# Cycle of Violence



## cscscs007 (Jan 8, 2011)

I am sure by now many of you have heard of the tragic news in regards to the senseless killing of the Alcalde of Ayutla in Jalisco, and of his bodyguard. About a month prior the head of the police was murdered here also. 

I am perplexed as to why this continues to happen all over in Mexico (this has been going on for years) and the Govt. can't seem to stop this from happening. Last year my father-in-law's brother who is the alcalde in a Michoacan town had to beg the Govt. to send in personnel to deal with criminal activity and to help the police force in the town, and was told there was enough help already.

For me to see this go on, and to see the half-hearted efforts of the Govt. in assisting in dealing with these problems it is quite concerning. I can see why those who have grown up in these communities don't want to talk to officials from the Govt. They are afraid to stick their necks out because they have seen the lack of support given to those who did in the past and the results.

I did not know the Alcalde of Ayutla personally, but I have talked to many who did, and all of them had kind words as to who he was and how he personally helped the poor and needy in the community. His funeral procession to the panteon of people walking lasted for well over 30 minutes as many many people attended.

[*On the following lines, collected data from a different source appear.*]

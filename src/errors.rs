use std::path::PathBuf;
use thiserror::Error;

#[derive(Debug, Error)]
pub enum AppError {
    #[error("File not found: {}", .0.display())]
    FileNotFound(PathBuf),

    #[error("error reading spreadsheet: {0}")]
    Spreadsheet(String),

    #[error("missing required column `{column}` in {file}")]
    MissingColumn { file: String, column: String },

    #[error("error initializing Config: {0}")]
    ConfigError(String),

    #[error("error parsing env value: {0}")]
    EnvError(String),

    #[error("error building mail backend: {0}")]
    Mailer(String),

    #[error(transparent)]
    Unexpected(#[from] anyhow::Error),
}

/// Failure to turn one load row into a record. Rows are 1-based with the
/// header on row 1, matching what the spreadsheet shows.
#[derive(Debug, Error, PartialEq)]
pub enum RowError {
    #[error("row {row}: missing value for `{column}`")]
    MissingField { row: usize, column: String },

    #[error("row {row}: invalid value `{value}` for `{column}`")]
    InvalidField {
        row: usize,
        column: String,
        value: String,
    },
}

impl RowError {
    pub fn row(&self) -> usize {
        match self {
            RowError::MissingField { row, .. } | RowError::InvalidField { row, .. } => *row,
        }
    }
}
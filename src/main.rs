use load_distro::errors;
use load_distro::run;

#[tokio::main]
async fn main() -> Result<(), errors::AppError> {
    run().await
}
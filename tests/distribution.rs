mod utils;

use load_distro::errors::{AppError, RowError};
use load_distro::{prepare_distribution, run_with};
use mockito::Matcher;
use utils::{LoadRow, at, dallas_to_atlanta, distro_folder, use_http_backend};

#[tokio::test]
async fn every_valid_carrier_gets_one_email() {
    let mut server = mockito::Server::new_async().await;
    let mut distro = distro_folder(
        &[dallas_to_atlanta()],
        &["dispatch@carrier-one.com", "not-an-email", "loads@carrier-two.com"],
    );
    use_http_backend(&mut distro.settings, &server);

    let mock = server
        .mock("POST", "/email")
        .match_header("X-Postmark-Server-Token", "test-token")
        .match_body(Matcher::PartialJson(serde_json::json!({
            "subject": "Available Loads True Blue SCM - 03/07/24 09:04",
        })))
        .with_status(200)
        .expect(2)
        .create_async()
        .await;

    let report = run_with(&distro.settings, at(2024, 3, 7, 9, 4))
        .await
        .expect("run failed");

    assert_eq!(report.attempted, 3);
    assert_eq!(report.sent, 2);
    assert_eq!(report.failed(), 1);
    mock.assert_async().await;
}

#[tokio::test]
async fn server_errors_do_not_stop_the_run() {
    let mut server = mockito::Server::new_async().await;
    let mut distro = distro_folder(
        &[dallas_to_atlanta()],
        &["a@carrier-one.com", "b@carrier-two.com", "c@carrier-three.com"],
    );
    use_http_backend(&mut distro.settings, &server);

    let rejected = server
        .mock("POST", "/email")
        .match_body(Matcher::PartialJson(serde_json::json!({ "to": "b@carrier-two.com" })))
        .with_status(500)
        .expect(1)
        .create_async()
        .await;
    let accepted = server
        .mock("POST", "/email")
        .match_body(Matcher::AnyOf(vec![
            Matcher::PartialJson(serde_json::json!({ "to": "a@carrier-one.com" })),
            Matcher::PartialJson(serde_json::json!({ "to": "c@carrier-three.com" })),
        ]))
        .with_status(200)
        .expect(2)
        .create_async()
        .await;

    let report = run_with(&distro.settings, at(2024, 3, 7, 9, 4))
        .await
        .expect("run failed");

    assert_eq!(report.attempted, 3);
    assert_eq!(report.sent, 2);
    assert!(!report.outcomes[1].is_sent());
    rejected.assert_async().await;
    accepted.assert_async().await;
}

#[tokio::test]
async fn missing_load_list_aborts_before_sending() {
    let mut server = mockito::Server::new_async().await;
    let mut distro = distro_folder(&[dallas_to_atlanta()], &["a@carrier-one.com"]);
    use_http_backend(&mut distro.settings, &server);
    std::fs::remove_file(&distro.settings.input.load_list).unwrap();

    let mock = server
        .mock("POST", "/email")
        .expect(0)
        .create_async()
        .await;

    let err = run_with(&distro.settings, at(2024, 3, 7, 9, 4))
        .await
        .unwrap_err();

    assert!(
        matches!(&err, AppError::FileNotFound(p) if p == &distro.settings.input.load_list),
        "unexpected error: {err}"
    );
    assert!(err.to_string().starts_with("File not found: "));
    mock.assert_async().await;
}

#[tokio::test]
async fn missing_carrier_list_aborts_before_sending() {
    let mut server = mockito::Server::new_async().await;
    let mut distro = distro_folder(&[dallas_to_atlanta()], &["a@carrier-one.com"]);
    use_http_backend(&mut distro.settings, &server);
    distro.settings.input.carrier_list = distro.dir.path().join("nope.xlsx");

    let mock = server
        .mock("POST", "/email")
        .expect(0)
        .create_async()
        .await;

    let res = run_with(&distro.settings, at(2024, 3, 7, 9, 4)).await;

    assert!(matches!(res, Err(AppError::FileNotFound(_))));
    mock.assert_async().await;
}

#[test]
fn workbook_loads_render_into_the_body() {
    let distro = distro_folder(
        &[
            dallas_to_atlanta(),
            LoadRow {
                trip: "124",
                destination: "",
                ..dallas_to_atlanta()
            },
            LoadRow {
                trip: "125",
                origin: "Reno, NV",
                destination: "Boise, ID",
                pickup: at(2024, 11, 20, 23, 5),
                delivery: at(2024, 12, 1, 6, 0),
                weight: 38500.0,
                temperature: "Dry",
                stops: 2.0,
            },
        ],
        &["a@carrier-one.com"],
    );

    let distribution =
        prepare_distribution(&distro.settings, at(2024, 3, 7, 9, 4)).expect("prepare failed");

    assert_eq!(
        distribution.message.body,
        "Dear Carrier,\n\nHere are the available loads:\n\n\
         Trip: 123 | Dallas, TX → Atlanta, GA\n\
         Pickup: 01/05/24 08:00 | Delivery: 01/06/24 14:30\n\
         Weight: 42000 Lbs | Temp: Frozen | Stops: 1\n\
         -------------------------\n\
         \n\
         Trip: 125 | Reno, NV → Boise, ID\n\
         Pickup: 11/20/24 23:05 | Delivery: 12/01/24 06:00\n\
         Weight: 38500 Lbs | Temp: Dry | Stops: 2\n\
         -------------------------\n\
         \nThank you,\nTrue Blue SCM Team"
    );
    assert_eq!(distribution.skipped_rows.len(), 1);
    assert_eq!(distribution.skipped_rows[0].row(), 3);
    assert_eq!(distribution.carriers.len(), 1);
}

#[tokio::test]
async fn load_list_without_load_columns_still_reaches_every_carrier() {
    let mut server = mockito::Server::new_async().await;
    let mut distro = distro_folder(
        &[dallas_to_atlanta()],
        &["a@carrier-one.com", "b@carrier-two.com"],
    );
    use_http_backend(&mut distro.settings, &server);
    // a carrier sheet where the load list should be
    utils::write_carrier_list(
        &distro.settings.input.load_list,
        &["x@carrier-one.com", "y@carrier-two.com"],
    );

    let distribution =
        prepare_distribution(&distro.settings, at(2024, 3, 7, 9, 4)).expect("prepare failed");
    assert_eq!(distribution.skipped_rows.len(), 2);
    assert!(distribution.skipped_rows.iter().all(|e| matches!(
        e,
        RowError::MissingField { column, .. } if column == "Trip"
    )));
    assert_eq!(
        distribution.message.body,
        "Dear Carrier,\n\nHere are the available loads:\n\n\nThank you,\nTrue Blue SCM Team"
    );

    let mock = server
        .mock("POST", "/email")
        .with_status(200)
        .expect(2)
        .create_async()
        .await;

    let report = run_with(&distro.settings, at(2024, 3, 7, 9, 4))
        .await
        .expect("run failed");
    assert_eq!(report.sent, 2);
    mock.assert_async().await;
}

#[test]
fn carrier_list_without_email_column_is_fatal() {
    let distro = distro_folder(&[dallas_to_atlanta()], &["a@carrier-one.com"]);
    // a load sheet where the carrier list should be
    utils::write_load_list(&distro.settings.input.carrier_list, &[dallas_to_atlanta()]);

    let err = prepare_distribution(&distro.settings, at(2024, 3, 7, 9, 4)).unwrap_err();
    assert!(matches!(err, AppError::MissingColumn { column, .. } if column == "Email"));
}
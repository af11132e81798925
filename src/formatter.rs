use crate::configuration::MessageSettings;
use crate::errors::RowError;
use crate::load::LoadRecord;
use crate::spreadsheet::Table;
use chrono::NaiveDateTime;

const DATE_FORMAT: &str = "%m/%d/%y";
const TIME_FORMAT: &str = "%H:%M";
const SEPARATOR: &str = "-------------------------";

/// The single message every carrier receives.
#[derive(Debug, Clone, PartialEq, Eq)]
pub struct EmailMessage {
    pub subject: String,
    pub body: String,
}

#[derive(Debug, Default)]
pub struct FormattedLoads {
    pub blocks: Vec<String>,
    pub skipped: Vec<RowError>,
}

pub fn format_block(load: &LoadRecord) -> String {
    format!(
        "Trip: {} | {} → {}\n\
         Pickup: {} {} | Delivery: {} {}\n\
         Weight: {} Lbs | Temp: {} | Stops: {}\n\
         {SEPARATOR}\n",
        load.trip,
        load.origin,
        load.destination,
        load.pickup.format(DATE_FORMAT),
        load.pickup.format(TIME_FORMAT),
        load.delivery.format(DATE_FORMAT),
        load.delivery.format(TIME_FORMAT),
        load.weight,
        load.temperature,
        load.stops,
    )
}

/// One block per well-formed row, in table order. Rows that cannot be
/// read are logged and left out.
pub fn format_loads(table: &Table) -> FormattedLoads {
    let mut formatted = FormattedLoads::default();
    for row in 0..table.len() {
        match LoadRecord::from_row(table, row) {
            Ok(load) => formatted.blocks.push(format_block(&load)),
            Err(e) => {
                tracing::warn!(
                    row = e.row(),
                    cells = %table.describe_row(row),
                    error = %e,
                    "error processing load row, skipping"
                );
                formatted.skipped.push(e);
            }
        }
    }
    formatted
}

pub fn construct_email_body(blocks: &[String], message: &MessageSettings) -> String {
    format!("{}{}{}", message.greeting, blocks.join("\n"), message.sign_off)
}

pub fn subject_line(prefix: &str, now: NaiveDateTime) -> String {
    format!("{prefix} - {}", now.format("%m/%d/%y %H:%M"))
}

impl EmailMessage {
    pub fn compose(blocks: &[String], message: &MessageSettings, now: NaiveDateTime) -> Self {
        Self {
            subject: subject_line(&message.subject_prefix, now),
            body: construct_email_body(blocks, message),
        }
    }
}
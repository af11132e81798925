//! Reading load and carrier lists from disk into a row-oriented [`Table`].
//!
//! Excel and OpenDocument workbooks go through calamine (first worksheet
//! only); `.csv` files go through the csv crate. The first row is always
//! the header row.

use crate::errors::AppError;
use calamine::{Data, Reader, open_workbook_auto};
use chrono::NaiveDateTime;
use std::fmt;
use std::path::Path;

#[derive(Debug, Clone, PartialEq)]
pub enum Cell {
    Empty,
    Text(String),
    Int(i64),
    Float(f64),
    Bool(bool),
    DateTime(NaiveDateTime),
    Error(String),
}

impl Cell {
    pub fn is_empty(&self) -> bool {
        match self {
            Cell::Empty => true,
            Cell::Text(s) => s.trim().is_empty(),
            _ => false,
        }
    }
}

impl fmt::Display for Cell {
    fn fmt(&self, f: &mut fmt::Formatter<'_>) -> fmt::Result {
        match self {
            Cell::Empty => Ok(()),
            Cell::Text(s) => f.write_str(s.trim()),
            Cell::Int(i) => write!(f, "{i}"),
            // weights come back from Excel as floats; 42000.0 should read 42000
            Cell::Float(v) if v.fract() == 0.0 && v.abs() < 1e15 => write!(f, "{v:.0}"),
            Cell::Float(v) => write!(f, "{v}"),
            Cell::Bool(b) => write!(f, "{b}"),
            Cell::DateTime(dt) if dt.time() == chrono::NaiveTime::MIN => {
                write!(f, "{}", dt.format("%Y-%m-%d"))
            }
            Cell::DateTime(dt) => write!(f, "{}", dt.format("%Y-%m-%d %H:%M:%S")),
            Cell::Error(e) => write!(f, "#{e}"),
        }
    }
}

impl From<&Data> for Cell {
    fn from(value: &Data) -> Self {
        match value {
            Data::Empty => Cell::Empty,
            Data::String(s) if s.trim().is_empty() => Cell::Empty,
            Data::String(s) => Cell::Text(s.clone()),
            Data::Int(i) => Cell::Int(*i),
            Data::Float(v) => Cell::Float(*v),
            Data::Bool(b) => Cell::Bool(*b),
            Data::DateTime(dt) => match dt.as_datetime() {
                Some(dt) => Cell::DateTime(dt),
                None => Cell::Float(dt.as_f64()),
            },
            Data::DateTimeIso(s) => NaiveDateTime::parse_from_str(s, "%Y-%m-%dT%H:%M:%S%.f")
                .map(Cell::DateTime)
                .unwrap_or_else(|_| Cell::Text(s.clone())),
            Data::DurationIso(s) => Cell::Text(s.clone()),
            Data::Error(e) => Cell::Error(e.to_string()),
        }
    }
}

#[derive(Debug, Clone, PartialEq)]
pub struct Table {
    source: String,
    headers: Vec<String>,
    /// each row with its 1-based line in the sheet
    rows: Vec<(usize, Vec<Cell>)>,
}

impl Table {
    /// Rows are taken to follow the header on row 1 with no gaps.
    pub fn new(source: impl Into<String>, headers: Vec<String>, rows: Vec<Vec<Cell>>) -> Self {
        let rows = rows
            .into_iter()
            .enumerate()
            .map(|(i, row)| (i + 2, row))
            .collect();
        Self::with_row_numbers(source, headers, rows)
    }

    pub fn with_row_numbers(
        source: impl Into<String>,
        headers: Vec<String>,
        rows: Vec<(usize, Vec<Cell>)>,
    ) -> Self {
        let headers = headers.into_iter().map(|h| h.trim().to_string()).collect();
        // blank lines are not records, but they still count towards row numbers
        let rows = rows
            .into_iter()
            .filter(|(_, row)| !row.iter().all(Cell::is_empty))
            .collect();
        Self {
            source: source.into(),
            headers,
            rows,
        }
    }

    pub fn source(&self) -> &str {
        &self.source
    }

    pub fn headers(&self) -> &[String] {
        &self.headers
    }

    pub fn len(&self) -> usize {
        self.rows.len()
    }

    pub fn is_empty(&self) -> bool {
        self.rows.is_empty()
    }

    pub fn column(&self, name: &str) -> Option<usize> {
        self.headers.iter().position(|h| h == name.trim())
    }

    pub fn missing_columns<'a>(&self, names: &[&'a str]) -> Vec<&'a str> {
        names
            .iter()
            .copied()
            .filter(|name| self.column(name).is_none())
            .collect()
    }

    pub fn require_columns(&self, names: &[&str]) -> Result<(), AppError> {
        match self.missing_columns(names).first() {
            Some(missing) => Err(AppError::MissingColumn {
                file: self.source.clone(),
                column: missing.to_string(),
            }),
            None => Ok(()),
        }
    }

    /// Ragged rows are padded with [`Cell::Empty`].
    pub fn cell(&self, row: usize, column: usize) -> &Cell {
        self.rows
            .get(row)
            .and_then(|(_, r)| r.get(column))
            .unwrap_or(&Cell::Empty)
    }

    pub fn cell_by_name(&self, row: usize, name: &str) -> &Cell {
        match self.column(name) {
            Some(column) => self.cell(row, column),
            None => &Cell::Empty,
        }
    }

    /// Row number as the user sees it in the spreadsheet (header is row 1).
    pub fn display_row_number(&self, row: usize) -> usize {
        self.rows.get(row).map_or(row + 2, |(line, _)| *line)
    }

    /// `Header=value` pairs for log lines.
    pub fn describe_row(&self, row: usize) -> String {
        self.headers
            .iter()
            .enumerate()
            .map(|(i, h)| format!("{h}={}", self.cell(row, i)))
            .collect::<Vec<_>>()
            .join(", ")
    }
}

pub fn load_table<P: AsRef<Path>>(path: P) -> Result<Table, AppError> {
    let path = path.as_ref();
    if !path.exists() {
        return Err(AppError::FileNotFound(path.to_path_buf()));
    }

    let extension = path
        .extension()
        .and_then(|e| e.to_str())
        .map(str::to_ascii_lowercase)
        .unwrap_or_default();

    let table = match extension.as_str() {
        "xlsx" | "xlsm" | "xlsb" | "xls" | "ods" => load_workbook(path)?,
        "csv" => load_csv(path)?,
        other => {
            return Err(AppError::Spreadsheet(format!(
                "unsupported file type `{other}` for {}",
                path.display()
            )));
        }
    };

    tracing::debug!(
        file = %path.display(),
        rows = table.len(),
        columns = table.headers().len(),
        "loaded table"
    );
    Ok(table)
}

fn load_workbook(path: &Path) -> Result<Table, AppError> {
    let source = path.display().to_string();
    let mut workbook = open_workbook_auto(path)
        .map_err(|e| AppError::Spreadsheet(format!("{source}: {e}")))?;
    let range = workbook
        .worksheet_range_at(0)
        .ok_or_else(|| AppError::Spreadsheet(format!("{source}: workbook has no sheets")))?
        .map_err(|e| AppError::Spreadsheet(format!("{source}: {e}")))?;

    // the range begins at the first used cell, not necessarily A1
    let header_line = range.start().map_or(1, |(row, _)| row as usize + 1);
    let mut rows = range.rows();
    let headers = rows
        .next()
        .map(|header| header.iter().map(|c| Cell::from(c).to_string()).collect())
        .unwrap_or_default();
    let rows = rows
        .enumerate()
        .map(|(i, row)| (header_line + 1 + i, row.iter().map(Cell::from).collect()))
        .collect();

    Ok(Table::with_row_numbers(source, headers, rows))
}

fn load_csv(path: &Path) -> Result<Table, AppError> {
    let source = path.display().to_string();
    let csv_error = |e: csv::Error| AppError::Spreadsheet(format!("{source}: {e}"));

    let mut reader = csv::ReaderBuilder::new()
        .has_headers(true)
        .flexible(true)
        .trim(csv::Trim::All)
        .from_path(path)
        .map_err(csv_error)?;

    let headers = reader
        .headers()
        .map_err(csv_error)?
        .iter()
        .map(str::to_string)
        .collect();

    let mut rows = Vec::new();
    for (i, record) in reader.records().enumerate() {
        let record = record.map_err(csv_error)?;
        // the reader skips blank lines, so prefer its own line count
        let line = record
            .position()
            .map_or(i + 2, |pos| pos.line() as usize);
        rows.push((
            line,
            record
                .iter()
                .map(|field| {
                    if field.is_empty() {
                        Cell::Empty
                    } else {
                        Cell::Text(field.to_string())
                    }
                })
                .collect(),
        ));
    }

    Ok(Table::with_row_numbers(source, headers, rows))
}
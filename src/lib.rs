pub mod carrier;
pub mod configuration;
pub mod dispatcher;
pub mod email_client;
pub mod errors;
pub mod formatter;
pub mod load;
pub mod spreadsheet;
mod telemetry;
pub mod validation;

use crate::carrier::{CarrierRecord, carriers_from_table};
use crate::configuration::{Settings, get_configuration};
use crate::dispatcher::{DispatchReport, dispatch};
use crate::email_client::{Mailer, build_mailer};
use crate::errors::{AppError, RowError};
use crate::formatter::{EmailMessage, format_loads};
use crate::load::LOAD_COLUMNS;
use crate::spreadsheet::load_table;
use chrono::{Local, NaiveDateTime};
use tracing::instrument;
use uuid::Uuid;

pub use crate::telemetry::{get_subscriber, init_subscriber};

pub async fn run() -> Result<(), AppError> {
    let settings = get_configuration()?;
    init_subscriber(settings.telemetry.filter.clone(), settings.telemetry.json);

    run_with(&settings, Local::now().naive_local())
        .await
        .map(|_| ())
        .inspect_err(|e| tracing::error!(error = %e, "run aborted, no emails were sent"))
}

/// Everything needed to send, built before the first email goes out.
#[derive(Debug)]
pub struct Distribution {
    pub message: EmailMessage,
    pub carriers: Vec<CarrierRecord>,
    pub skipped_rows: Vec<RowError>,
}

/// Reads both lists and builds the message. Both files are read before any
/// formatting so a missing file aborts the run with nothing half-built.
pub fn prepare_distribution(
    settings: &Settings,
    now: NaiveDateTime,
) -> Result<Distribution, AppError> {
    let loads = load_table(&settings.input.load_list)?;
    let carrier_table = load_table(&settings.input.carrier_list)?;

    // a missing load column fails each row on its own; only missing files are fatal
    for column in loads.missing_columns(&LOAD_COLUMNS) {
        tracing::warn!(file = loads.source(), column, "load list has no such column");
    }
    let carriers = carriers_from_table(&carrier_table)?;

    let formatted = format_loads(&loads);
    tracing::info!(
        loads = formatted.blocks.len(),
        skipped = formatted.skipped.len(),
        carriers = carriers.len(),
        "load list formatted"
    );

    Ok(Distribution {
        message: EmailMessage::compose(&formatted.blocks, &settings.message, now),
        carriers,
        skipped_rows: formatted.skipped,
    })
}

#[instrument(name = "distributing load list", skip_all, fields(run_id = %Uuid::new_v4()))]
pub async fn run_with(settings: &Settings, now: NaiveDateTime) -> Result<DispatchReport, AppError> {
    let distribution = prepare_distribution(settings, now)?;
    let mailer = build_mailer(&settings.email_client)?;
    Ok(send_distribution(mailer.as_ref(), &distribution).await)
}

pub async fn send_distribution(mailer: &dyn Mailer, distribution: &Distribution) -> DispatchReport {
    let report = dispatch(mailer, &distribution.carriers, &distribution.message).await;
    if report.failed() > 0 {
        tracing::warn!(
            failed = report.failed(),
            "{} of {} email(s) could not be sent",
            report.failed(),
            report.attempted
        );
    }
    tracing::info!(
        sent = report.sent,
        attempted = report.attempted,
        "All emails sent successfully."
    );
    report
}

It really upsets me that for such a beautiful country, and so many of the wonderful people I interact with everyday, that situations like this just continue to occur over and over. It makes a person wonder how long this can continue before conditions improve for the better.


----------



## lhpdiver (Jul 30, 2014)

In Cuernavaca it seems to be the opposite. Last year this time there was a lot of concern about crime. This year people are actually commenting about the lack of crime. For us personally - the only impact of crime in the year and a half we have been here is; more razor wire circling the community, no more taxi's in the community etc. But - if the sun isn't out neither are we. But when the sun is out (roughly 7AM) we are out doing our daily morning walk. The worst thing that happens to us is when we pass someone walking and say 'buenos dias' and they ignore us.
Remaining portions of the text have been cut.